UV-visible absorption spectra of as-purified forms of Fe-S cluster-bound Fra2-Grx3 (black line) and Fra2-Grx4 (gray line). ε values are based on Fra2-Grx heterodimer concentrations.

Figure 3

Comparison of the UV-visible absorption and CD spectra of [2Fe-2S] Grx3 (gray line) and [2Fe-2S] Fra2-Grx3 (black line). Spectra were recorded under anaerobic conditions in sealed 0.1 cm cuvettes for [2Fe-2S] Grx3 (0.22 mM in homodimer) in 100 mM Tris-HCl buffer with 250 mM NaCl at pH 7.8 and for [2Fe-2S] Fra2-Grx3 complex (0.18 mM in heterodimer) in 50 mM Tris-MES buffer at pH 8.0. ε and Δε values are based on Grx3 homodimer and Fra2-Grx3 heterodimer concentrations.

Figure 4

Comparison of the resonance Raman spectra of [2Fe-2S] Grx3 and [2Fe-2S] Fra2-Grx3 with 457.9-, 487.9-, and 514.5-nm laser excitation. Samples were ~ 2 mM in [2Fe-2S] cluster and were in the form of a frozen droplet at 17 K. Each spectrum is the sum of 100 scans, with each scan involving photon counting for 1 s at 0.5 cm⁻¹ increments with 6 cm⁻¹ spectral resolution. Bands due to lattice modes of ice have been subtracted from both spectra.

Figure 5

Comparison of the Mössbauer spectra of ⁵⁷Fe-labeled [2Fe-2S] Grx3 and [2Fe-2S] Fra2-Grx3. Samples were ~ 2 mM in [2⁵⁷Fe-2S] clusters. Spectra were recorded at 4.2 K with a magnetic field of 50 mT applied parallel to the γ-radiation.
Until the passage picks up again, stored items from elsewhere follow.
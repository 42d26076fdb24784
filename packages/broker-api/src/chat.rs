//! Chat session types: `/chat/session`, `/chat/message` and history.
//!
//! A session targets either a registered agent (by UAID) or a raw endpoint
//! URL.  The broker keeps the transcript; the client may ask for a longer
//! retention window (`historyTtlSeconds`), which is billed in credits.
//!
//! Every history entry carries exactly one of `content` (plaintext) or
//! `cipherEnvelope` (end-to-end encrypted).  The broker never sees the key.

use registry_broker_core::CipherEnvelope;
use serde::{Deserialize, Serialize};

use crate::Validate;

/// Who wrote a history entry.
#[derive(Debug, Clone, Copy, Serialize, Deserialize, PartialEq, Eq)]
#[serde(rename_all = "lowercase")]
pub enum ChatRole {
    User,
    Agent,
}

/// One turn in a session transcript.
#[derive(Debug, Clone, Serialize, Deserialize, PartialEq)]
#[serde(rename_all = "camelCase")]
pub struct ChatHistoryEntry {
    pub message_id: String,
    pub role: ChatRole,

    #[serde(default, skip_serializing_if = "Option::is_none")]
    pub content: Option<String>,

    #[serde(default, skip_serializing_if = "Option::is_none")]
    pub cipher_envelope: Option<CipherEnvelope>,

    /// RFC 3339.
    pub timestamp: String,

    #[serde(default, skip_serializing_if = "Option::is_none")]
    pub metadata: Option<serde_json::Value>,
}

/// The populated body of a [`ChatHistoryEntry`].
#[derive(Debug, Clone, Copy, PartialEq)]
pub enum EntryBody<'a> {
    Plain(&'a str),
    Encrypted(&'a CipherEnvelope),
}

impl ChatHistoryEntry {
    /// The entry's body, or `None` if the entry breaks the one-of rule.
    pub fn body(&self) -> Option<EntryBody<'_>> {
        match (&self.content, &self.cipher_envelope) {
            (Some(text), None) => Some(EntryBody::Plain(text)),
            (None, Some(env)) => Some(EntryBody::Encrypted(env)),
            _ => None,
        }
    }
}

impl Validate for ChatHistoryEntry {
    fn validate(&self) -> Result<(), String> {
        match (&self.content, &self.cipher_envelope) {
            (Some(_), Some(_)) => Err(format!(
                "history entry {} has both content and cipherEnvelope",
                self.message_id
            )),
            (None, None) => Err(format!(
                "history entry {} has neither content nor cipherEnvelope",
                self.message_id
            )),
            _ => Ok(()),
        }
    }
}

/// Request body for `POST /chat/session`.
///
/// Exactly one of `uaid` and `agent_url` must be set.
#[derive(Debug, Clone, Serialize, Deserialize, PartialEq, Default)]
#[serde(rename_all = "camelCase")]
pub struct CreateSessionRequest {
    #[serde(default, skip_serializing_if = "Option::is_none")]
    pub uaid: Option<String>,

    #[serde(default, skip_serializing_if = "Option::is_none")]
    pub agent_url: Option<String>,

    /// Requested retention window; longer windows cost credits.
    #[serde(default, skip_serializing_if = "Option::is_none")]
    pub history_ttl_seconds: Option<u64>,

    /// UAID of the local agent opening the session, when it has one.
    #[serde(default, skip_serializing_if = "Option::is_none")]
    pub sender_uaid: Option<String>,

    #[serde(default, skip_serializing_if = "Option::is_none")]
    pub encryption_requested: Option<bool>,
}

impl Validate for CreateSessionRequest {
    fn validate(&self) -> Result<(), String> {
        match (&self.uaid, &self.agent_url) {
            (Some(_), None) | (None, Some(_)) => Ok(()),
            (Some(_), Some(_)) => Err("set either uaid or agentUrl, not both".into()),
            (None, None) => Err("a session needs a uaid or an agentUrl".into()),
        }
    }
}

/// Response body for `POST /chat/session`.
#[derive(Debug, Clone, Serialize, Deserialize, PartialEq)]
#[serde(rename_all = "camelCase")]
pub struct CreateSessionResponse {
    pub session_id: String,
    #[serde(default, skip_serializing_if = "Option::is_none")]
    pub uaid: Option<String>,
    #[serde(default, skip_serializing_if = "Option::is_none")]
    pub agent_url: Option<String>,
    #[serde(default, skip_serializing_if = "Option::is_none")]
    pub history_ttl_seconds: Option<u64>,
    #[serde(default)]
    pub encrypted: bool,
}

/// Request body for `POST /chat/message`.
///
/// Carries plaintext `message` or an encrypted `cipherEnvelope`, never both.
#[derive(Debug, Clone, Serialize, Deserialize, PartialEq, Default)]
#[serde(rename_all = "camelCase")]
pub struct SendMessageRequest {
    pub session_id: String,
    #[serde(default, skip_serializing_if = "Option::is_none")]
    pub message: Option<String>,
    #[serde(default, skip_serializing_if = "Option::is_none")]
    pub cipher_envelope: Option<CipherEnvelope>,
    #[serde(default, skip_serializing_if = "Option::is_none")]
    pub metadata: Option<serde_json::Value>,
}

/// Response body for `POST /chat/message`.
#[derive(Debug, Clone, Serialize, Deserialize, PartialEq)]
#[serde(rename_all = "camelCase")]
pub struct SendMessageResponse {
    pub session_id: String,
    pub message_id: String,
    /// The agent's reply when the target answered synchronously.
    #[serde(default, skip_serializing_if = "Option::is_none")]
    pub reply: Option<ChatHistoryEntry>,
    #[serde(default, skip_serializing_if = "Option::is_none")]
    pub history_ttl_seconds: Option<u64>,
}

impl Validate for SendMessageResponse {
    fn validate(&self) -> Result<(), String> {
        self.reply.as_ref().map_or(Ok(()), Validate::validate)
    }
}

/// Response body for `GET /chat/session/{id}/history`.
#[derive(Debug, Clone, Serialize, Deserialize, PartialEq)]
#[serde(rename_all = "camelCase")]
pub struct HistoryResponse {
    pub session_id: String,
    pub history: Vec<ChatHistoryEntry>,
    #[serde(default, skip_serializing_if = "Option::is_none")]
    pub history_ttl_seconds: Option<u64>,
}

impl Validate for HistoryResponse {
    fn validate(&self) -> Result<(), String> {
        self.history.iter().try_for_each(Validate::validate)
    }
}

/// Request body for `POST /chat/session/{id}/compact`.
#[derive(Debug, Clone, Serialize, Deserialize, PartialEq)]
#[serde(rename_all = "camelCase")]
pub struct CompactHistoryRequest {
    /// Trailing turns kept verbatim; everything before is summarized.
    pub preserve_entries: u32,
}

/// Response body for `POST /chat/session/{id}/compact`.
#[derive(Debug, Clone, Serialize, Deserialize, PartialEq)]
#[serde(rename_all = "camelCase")]
pub struct CompactHistoryResponse {
    pub session_id: String,
    pub summary_entry: ChatHistoryEntry,
    pub preserved_entries: Vec<ChatHistoryEntry>,
    /// Full history after compaction: the summary followed by the tail.
    pub history: Vec<ChatHistoryEntry>,
    pub credits_debited: f64,
    #[serde(default, skip_serializing_if = "Option::is_none")]
    pub history_ttl_seconds: Option<u64>,
}

impl Validate for CompactHistoryResponse {
    fn validate(&self) -> Result<(), String> {
        self.summary_entry.validate()?;
        self.preserved_entries
            .iter()
            .chain(&self.history)
            .try_for_each(Validate::validate)
    }
}
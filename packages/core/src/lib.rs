//! Pure-logic primitives for the Agent Registry Broker client.
//!
//! Nothing here touches the network, the filesystem or an async runtime,
//! so the crate builds unchanged for native and `wasm32` targets.  Every
//! HTTP call belongs to `registry-broker-client`; this crate holds the
//! parts of the protocol that are pure computation, such as URL
//! construction, signer selection, top-up sizing, outcome classification
//! and chat encryption.
//!
//! # Crate layout
//!
//! | Module | Purpose |
//! |--------|---------|
//! | [`url`] | Base-URL normalization and repeated-key query encoding |
//! | [`ledger`] | Ledger networks, signer families and challenge signing |
//! | [`credits`] | Shortfall → ledger purchase amount, with an upper bound |
//! | [`registration`] | Primary / sub-registry statuses and outcome classification |
//! | [`keys`] | X25519 agent keys and conversation shared-secret derivation |
//! | [`envelope`] | AES-256-GCM cipher envelopes for chat history entries |

pub mod credits;
pub mod envelope;
pub mod keys;
pub mod ledger;
pub mod registration;
pub mod url;

pub use credits::{purchase_amount, CreditError, CreditShortfall, DEFAULT_MAX_PURCHASE};
pub use envelope::{
    decrypt_cipher_envelope, encrypt_cipher_envelope, CipherEnvelope, CipherRecipient,
    EncryptRequest, EnvelopeError,
};
pub use keys::{
    validate_public_key, AgentKeyPair, ConversationKeys, ConversationRole, KeyError, SharedSecret,
    KEY_TYPE,
};
pub use ledger::{
    ensure_signer_family, EvmKey, LedgerError, LedgerNetwork, NativeKey, SignerFamily,
};
pub use registration::{
    classify, PrimaryStatus, ProgressStatus, RegistrationStatus, SubRegistryStatus,
};
pub use url::{endpoint_url, normalize_base_url, path_segment, QueryParams};
//! Discovery types: `/search`, `/stats`, `/registries` and `/resolve/{uaid}`.

use registry_broker_core::QueryParams;
use serde::{Deserialize, Serialize};

/// Query for `GET /search`.
///
/// List fields are sent as repeated keys in the order given.
#[derive(Debug, Clone, Default, PartialEq)]
pub struct SearchParams {
    pub q: Option<String>,
    pub registry: Option<String>,
    pub capabilities: Vec<String>,
    pub protocols: Vec<String>,
    pub min_trust: Option<u32>,
    pub page: Option<u32>,
    pub limit: Option<u32>,
}

impl SearchParams {
    pub fn query(q: impl Into<String>) -> Self {
        Self {
            q: Some(q.into()),
            ..Default::default()
        }
    }

    pub fn to_query(&self) -> QueryParams {
        let mut params = QueryParams::new();
        params
            .push_opt("q", self.q.as_deref())
            .push_opt("registry", self.registry.as_deref())
            .push_all("capabilities", &self.capabilities)
            .push_all("protocols", &self.protocols)
            .push_opt("minTrust", self.min_trust)
            .push_opt("page", self.page)
            .push_opt("limit", self.limit);
        params
    }
}

/// An agent as listed by search and resolve.
#[derive(Debug, Clone, Serialize, Deserialize, PartialEq)]
#[serde(rename_all = "camelCase")]
pub struct AgentSummary {
    pub uaid: String,
    pub name: String,
    #[serde(default, skip_serializing_if = "Option::is_none")]
    pub description: Option<String>,
    #[serde(default, skip_serializing_if = "Option::is_none")]
    pub registry: Option<String>,
    #[serde(default)]
    pub capabilities: Vec<String>,
    #[serde(default, skip_serializing_if = "Option::is_none")]
    pub endpoint: Option<String>,
    #[serde(default, skip_serializing_if = "Option::is_none")]
    pub trust_score: Option<f64>,
}

#[derive(Debug, Clone, Serialize, Deserialize, PartialEq)]
#[serde(rename_all = "camelCase")]
pub struct SearchResponse {
    pub hits: Vec<AgentSummary>,
    #[serde(default)]
    pub total: u64,
    #[serde(default)]
    pub page: u32,
    #[serde(default)]
    pub limit: u32,
}

#[derive(Debug, Clone, Serialize, Deserialize, PartialEq)]
#[serde(rename_all = "camelCase")]
pub struct StatsResponse {
    pub total_agents: u64,
    #[serde(default)]
    pub total_registries: u64,
    /// Agent counts keyed by registry.
    #[serde(default)]
    pub registries: std::collections::BTreeMap<String, u64>,
    #[serde(default, skip_serializing_if = "Option::is_none")]
    pub last_updated: Option<String>,
}

#[derive(Debug, Clone, Serialize, Deserialize, PartialEq)]
#[serde(rename_all = "camelCase")]
pub struct RegistriesResponse {
    pub registries: Vec<String>,
}

#[derive(Debug, Clone, Serialize, Deserialize, PartialEq)]
#[serde(rename_all = "camelCase")]
pub struct ResolveResponse {
    pub agent: AgentSummary,
}
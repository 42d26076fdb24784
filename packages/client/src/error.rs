//! Client error types.
//!
//! The two kinds callers most often need to tell apart are
//! [`ClientError::Status`] (the broker rejected the request) and
//! [`ClientError::Parse`] (the broker answered, but not with the shape we
//! expected).  Everything else is either a transport failure or a typed
//! protocol outcome.

use std::time::Duration;

use registry_broker_core::{
    CreditError, CreditShortfall, EnvelopeError, KeyError, LedgerError,
};
use reqwest::StatusCode;
use serde_json::Value;

/// A non-2xx response.
///
/// `body` is best effort: the parsed JSON body, else the raw text as a
/// JSON string, else `{"parseError": "<reason>"}`.
#[derive(Debug, Clone, thiserror::Error)]
#[error("broker returned {} {status_text}: {}", .status.as_u16(), summarize(.body))]
pub struct StatusError {
    pub status: StatusCode,
    pub status_text: String,
    pub body: Value,
}

impl StatusError {
    pub fn new(status: StatusCode, body: Value) -> Self {
        Self {
            status,
            status_text: status.canonical_reason().unwrap_or_default().to_string(),
            body,
        }
    }

    pub fn is_payment_required(&self) -> bool {
        self.status == StatusCode::PAYMENT_REQUIRED
    }

    pub fn is_not_found(&self) -> bool {
        self.status == StatusCode::NOT_FOUND
    }

    /// The credit shortfall carried by a `402` body, if any.
    pub fn credit_shortfall(&self) -> Option<CreditShortfall> {
        if !self.is_payment_required() {
            return None;
        }
        CreditShortfall::from_body(&self.body)
    }

    /// The broker's `error` / `message` text, when the body has one.
    pub fn message(&self) -> Option<&str> {
        self.body
            .get("error")
            .or_else(|| self.body.get("message"))
            .and_then(Value::as_str)
    }
}

fn summarize(body: &Value) -> String {
    match body {
        Value::Null => "(empty body)".into(),
        Value::String(s) => s.clone(),
        other => other
            .get("error")
            .or_else(|| other.get("message"))
            .and_then(Value::as_str)
            .map(str::to_string)
            .unwrap_or_else(|| other.to_string()),
    }
}

/// A 2xx response whose body does not match the expected shape.
#[derive(Debug, Clone, thiserror::Error)]
#[error("unexpected {context} payload: {cause}")]
pub struct ParseError {
    /// What was being decoded, e.g. `"register response"`.
    pub context: String,
    pub cause: String,
    pub raw: Value,
}

#[derive(Debug, thiserror::Error)]
pub enum ClientError {
    #[error(transparent)]
    Status(#[from] StatusError),

    #[error(transparent)]
    Parse(#[from] ParseError),

    #[error("HTTP error: {0}")]
    Http(#[from] reqwest::Error),

    /// A `402` that could not be recovered locally.
    #[error("insufficient credits: short by {} credits", .0.shortfall_credits)]
    InsufficientCredits(CreditShortfall),

    #[error("registration failed: {message}")]
    RegistrationFailed {
        attempt_id: Option<String>,
        message: String,
    },

    #[error("registration {attempt_id} did not finish within {elapsed:?}")]
    RegistrationTimeout { attempt_id: String, elapsed: Duration },

    #[error("operation cancelled")]
    Cancelled,

    #[error("encryption unavailable: {0}")]
    EncryptionUnavailable(String),

    #[error("invalid configuration: {0}")]
    Config(String),

    #[error(transparent)]
    Ledger(#[from] LedgerError),

    #[error(transparent)]
    Credit(#[from] CreditError),

    #[error(transparent)]
    Envelope(#[from] EnvelopeError),

    #[error(transparent)]
    Key(#[from] KeyError),
}

impl ClientError {
    pub fn status(&self) -> Option<StatusCode> {
        match self {
            ClientError::Status(e) => Some(e.status),
            _ => None,
        }
    }
}

// ── Tests ─────────────────────────────────────────────────────────────────────
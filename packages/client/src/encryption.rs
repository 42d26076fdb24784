//! Encryption subsystem: agent keys, handshakes and session contexts.
//!
//! Private keys and shared secrets live only in this process.  The broker
//! stores public keys (`/encryption/keys`) and relays handshake public keys
//! (`/chat/session/{id}/encryption-handshake`); it never receives anything
//! that would let it decrypt a session.

use registry_broker_api::{
    EncryptionKeyRecord, EncryptionSummary, HandshakeRequest, RegisterKeyRequest,
};
use registry_broker_core::{
    decrypt_cipher_envelope, encrypt_cipher_envelope, path_segment, AgentKeyPair,
    CipherEnvelope, ConversationRole, EncryptRequest, SharedSecret, KEY_TYPE,
};
use reqwest::Method;
use tracing::{debug, info};

use crate::client::RegistryBrokerClient;
use crate::config::KeyMaterialSource;
use crate::error::ClientError;
use crate::transport::decode;

/// Cached encryption state of one session.
#[derive(Debug, Clone)]
pub struct SessionContext {
    pub session_id: String,
    pub role: ConversationRole,
    pub local_uaid: String,
    pub peer_uaid: String,
    pub(crate) secret: SharedSecret,
}

impl SessionContext {
    /// Both participants, the local agent first.
    pub fn recipients(&self) -> Vec<String> {
        vec![self.local_uaid.clone(), self.peer_uaid.clone()]
    }

    pub fn encrypt(&self, plaintext: &str) -> Result<CipherEnvelope, ClientError> {
        let recipients = self.recipients();
        Ok(encrypt_cipher_envelope(EncryptRequest {
            plaintext,
            session_id: &self.session_id,
            shared_secret: &self.secret,
            recipients: &recipients,
        })?)
    }

    pub fn decrypt(&self, envelope: &CipherEnvelope) -> Result<String, ClientError> {
        Ok(decrypt_cipher_envelope(envelope, &self.secret)?)
    }
}

/// Input to [`RegistryBrokerClient::ensure_agent_key`].
#[derive(Debug, Clone)]
pub struct EnsureAgentKey<'a> {
    pub uaid: &'a str,
    pub generate_if_missing: bool,
}

/// Result of [`RegistryBrokerClient::ensure_agent_key`].
#[derive(Debug, Clone)]
pub struct EnsuredKey {
    pub record: EncryptionKeyRecord,
    /// Set when a key pair was generated and registered by this call.
    /// Persist it; the broker cannot give it back.
    pub generated: Option<AgentKeyPair>,
}

impl RegistryBrokerClient {
    /// Register the public half of `pair` for `uaid` and keep the pair as
    /// the local key for that agent.
    pub async fn register_key(
        &self,
        uaid: &str,
        pair: &AgentKeyPair,
    ) -> Result<EncryptionKeyRecord, ClientError> {
        let request = RegisterKeyRequest {
            uaid: uaid.to_string(),
            key_type: KEY_TYPE.to_string(),
            public_key: pair.public_key_base64(),
        };
        let record: EncryptionKeyRecord = self
            .send_json(Method::POST, "/encryption/keys", &request, "encryption key")
            .await?;
        self.set_agent_key(uaid, pair.clone());
        info!("encryption: registered {KEY_TYPE} key for {uaid}");
        Ok(record)
    }

    /// The registered public key for `uaid`, or `None` if it has none.
    pub async fn encryption_key(
        &self,
        uaid: &str,
    ) -> Result<Option<EncryptionKeyRecord>, ClientError> {
        let path = format!("/encryption/keys/{}", path_segment(uaid));
        match self.request(Method::GET, &path, Default::default()).await {
            Ok(raw) => Ok(Some(decode(raw.body, "encryption key")?)),
            Err(ClientError::Status(e)) if e.is_not_found() => Ok(None),
            Err(e) => Err(e),
        }
    }

    /// Look up `uaid`'s key; generate and register one if it is missing and
    /// `generate_if_missing` is set.
    pub async fn ensure_agent_key(
        &self,
        request: EnsureAgentKey<'_>,
    ) -> Result<Option<EnsuredKey>, ClientError> {
        if let Some(record) = self.encryption_key(request.uaid).await? {
            return Ok(Some(EnsuredKey {
                record,
                generated: None,
            }));
        }
        if !request.generate_if_missing {
            return Ok(None);
        }

        let pair = AgentKeyPair::generate();
        let record = self.register_key(request.uaid, &pair).await?;
        Ok(Some(EnsuredKey {
            record,
            generated: Some(pair),
        }))
    }

    /// Apply `encryption.auto_register` from the config, once per client.
    pub async fn bootstrap_encryption(&self) -> Result<(), ClientError> {
        let Some(auto) = &self.config.encryption.auto_register else {
            return Ok(());
        };
        self.key_bootstrap
            .get_or_try_init(|| async {
                match &auto.key_source {
                    KeyMaterialSource::Provided(pair) => {
                        let registered = self.encryption_key(&auto.uaid).await?;
                        let current = pair.public_key_base64();
                        if registered.map(|r| r.public_key) != Some(current) {
                            self.register_key(&auto.uaid, pair).await?;
                        }
                    }
                    KeyMaterialSource::Generate => {
                        let has_local = self.agent_key(&auto.uaid).is_some();
                        let registered = self.encryption_key(&auto.uaid).await?;
                        if registered.is_none() || !has_local {
                            // A registered key without its private half is useless here.
                            let pair = AgentKeyPair::generate();
                            self.register_key(&auto.uaid, &pair).await?;
                        }
                    }
                }
                Ok::<(), ClientError>(())
            })
            .await?;
        Ok(())
    }

    /// `POST /chat/session/{id}/encryption-handshake`.
    pub async fn submit_handshake(
        &self,
        session_id: &str,
        request: &HandshakeRequest,
    ) -> Result<EncryptionSummary, ClientError> {
        let path = format!(
            "/chat/session/{}/encryption-handshake",
            path_segment(session_id)
        );
        debug!("encryption: {:?} handshake for session {session_id}", request.role);
        self.send_json(Method::POST, &path, request, "encryption handshake")
            .await
    }

    /// `GET /chat/session/{id}/encryption`.
    pub async fn session_encryption(
        &self,
        session_id: &str,
    ) -> Result<EncryptionSummary, ClientError> {
        let path = format!("/chat/session/{}/encryption", path_segment(session_id));
        self.get_json(&path, None, "encryption summary").await
    }

    /// The cached context for `session_id`, if a handshake completed here.
    pub fn session_context(&self, session_id: &str) -> Option<SessionContext> {
        self.session(session_id).map(|c| (*c).clone())
    }
}

// ── Tests ─────────────────────────────────────────────────────────────────────

#[cfg(test)]
mod tests {
    use super::*;

    use std::collections::HashMap;
    use std::sync::{Arc, Mutex};

    use axum::extract::{Path, State};
    use axum::http::StatusCode;
    use axum::response::IntoResponse;
    use axum::routing::{get, post};
    use axum::{Json, Router};
    use serde_json::{json, Value};
    use tokio::net::TcpListener;

    use crate::config::{AutoRegisterKey, ClientConfig};

    type Keys = Arc<Mutex<HashMap<String, Value>>>;

    async fn spawn_key_server(keys: Keys) -> String {
        async fn put(State(keys): State<Keys>, Json(body): Json<Value>) -> Json<Value> {
            let uaid = body["uaid"].as_str().unwrap_or_default().to_string();
            keys.lock().unwrap().insert(uaid, body.clone());
            Json(body)
        }
        async fn fetch(State(keys): State<Keys>, Path(uaid): Path<String>) -> impl IntoResponse {
            match keys.lock().unwrap().get(&uaid) {
                Some(record) => Json(record.clone()).into_response(),
                None => (StatusCode::NOT_FOUND, Json(json!({"error": "no key"}))).into_response(),
            }
        }

        let app = Router::new()
            .route("/api/v1/encryption/keys", post(put))
            .route("/api/v1/encryption/keys/{uaid}", get(fetch))
            .with_state(keys);
        let listener = TcpListener::bind("127.0.0.1:0").await.unwrap();
        let addr = listener.local_addr().unwrap();
        tokio::spawn(async move {
            axum::serve(listener, app).await.unwrap();
        });
        format!("http://{addr}")
    }

    #[tokio::test]
    async fn ensure_generates_and_registers_only_the_public_key() {
        let keys = Keys::default();
        let base = spawn_key_server(keys.clone()).await;
        let client = RegistryBrokerClient::new(ClientConfig::new(base)).unwrap();

        assert!(client
            .ensure_agent_key(EnsureAgentKey {
                uaid: "uaid:aid:a",
                generate_if_missing: false
            })
            .await
            .unwrap()
            .is_none());

        let ensured = client
            .ensure_agent_key(EnsureAgentKey {
                uaid: "uaid:aid:a",
                generate_if_missing: true,
            })
            .await
            .unwrap()
            .unwrap();
        let pair = ensured.generated.unwrap();
        assert_eq!(ensured.record.public_key, pair.public_key_base64());
        assert_eq!(ensured.record.key_type, "x25519");

        let stored = keys.lock().unwrap()["uaid:aid:a"].to_string();
        let secret = base64_secret(&pair);
        assert!(!stored.contains(&secret));

        // A second call finds the registered key and generates nothing.
        let again = client
            .ensure_agent_key(EnsureAgentKey {
                uaid: "uaid:aid:a",
                generate_if_missing: true,
            })
            .await
            .unwrap()
            .unwrap();
        assert!(again.generated.is_none());
        assert_eq!(again.record.public_key, pair.public_key_base64());
    }

    #[tokio::test]
    async fn bootstrap_registers_the_provided_key_once() {
        let keys = Keys::default();
        let base = spawn_key_server(keys.clone()).await;
        let pair = AgentKeyPair::generate();
        let config = ClientConfig::new(base).with_auto_register(AutoRegisterKey {
            uaid: "uaid:aid:me".into(),
            key_source: KeyMaterialSource::Provided(pair.clone()),
        });
        let client = RegistryBrokerClient::new(config).unwrap();

        client.bootstrap_encryption().await.unwrap();
        client.bootstrap_encryption().await.unwrap();

        let stored = keys.lock().unwrap()["uaid:aid:me"]["publicKey"].clone();
        assert_eq!(stored, json!(pair.public_key_base64()));
        assert!(client.agent_key("uaid:aid:me").is_some());
    }

    #[test]
    fn session_context_round_trips_messages() {
        let context = SessionContext {
            session_id: "s1".into(),
            role: ConversationRole::Requester,
            local_uaid: "uaid:a".into(),
            peer_uaid: "uaid:b".into(),
            secret: SharedSecret::generate(),
        };
        let envelope = context.encrypt("hello").unwrap();
        assert_eq!(envelope.recipients.len(), 2);
        assert_eq!(context.decrypt(&envelope).unwrap(), "hello");
    }

    fn base64_secret(pair: &AgentKeyPair) -> String {
        SharedSecret::from_bytes(pair.secret_bytes()).to_base64()
    }
}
The solid black lines are theoretical simulations of the [2Fe-2S]²⁺ cluster spectra using two unresolved equal-intensity doublets, with the parameters listed in Table 3. Contributions from a minor mononuclear high-spin Fe(II) species (10% of total ⁵⁷Fe for [2Fe-2S] Grx3 and 3% of the total ⁵⁷Fe for [2Fe-2S] Fra2-Grx3) have been removed from the spectra. Parameters used for the Fe(II) species are ΔE_Q = 2.96 mm/s and δ = 1.21 mm/s.

Figure 6

Comparison of the X-band EPR spectra of dithionite-reduced [2Fe-2S] Grx3 and [2Fe-2S] Fra2-Grx3. The samples described in Fig. 3 were reduced under anaerobic conditions by addition of stoichiometric sodium dithionite (i.e. a 2-fold excess of reducing equivalents) and frozen immediately in liquid nitrogen. EPR conditions: microwave frequency, 9.60 GHz; modulation frequency, 100 KHz; modulation amplitude, 0.65 mT; microwave power, 20 mW; temperature, 26 K.

Figure 7

35 GHz CW ENDOR of dithionite-reduced [2Fe-2S] Fra2-Grx3 complex at 2 K, recorded at g = 1.92. The sample was the same as that described in Figure 3, except that it contained 15% (v/v) ethylene glycol, had a [2Fe-2S] cluster concentration of 0.57 mM, and was reduced anaerobically with a 5-fold excess of reducing equivalents from sodium dithionite immediately prior to freezing.

Figure 8

Left Panel: Unfiltered EXAFS data (black) compared to best 3-shell single-scattering fit (fit C from Table 4 in red). Right panel: Fourier transform of the EXAFS data in black and transformed fit C in red.

Figure 9

Putative models of the [2Fe-2S] Grx3/4 homodimer (A) and the [2Fe-2S] Fra2-Grx3/4 heterodimer (B). G = GSH.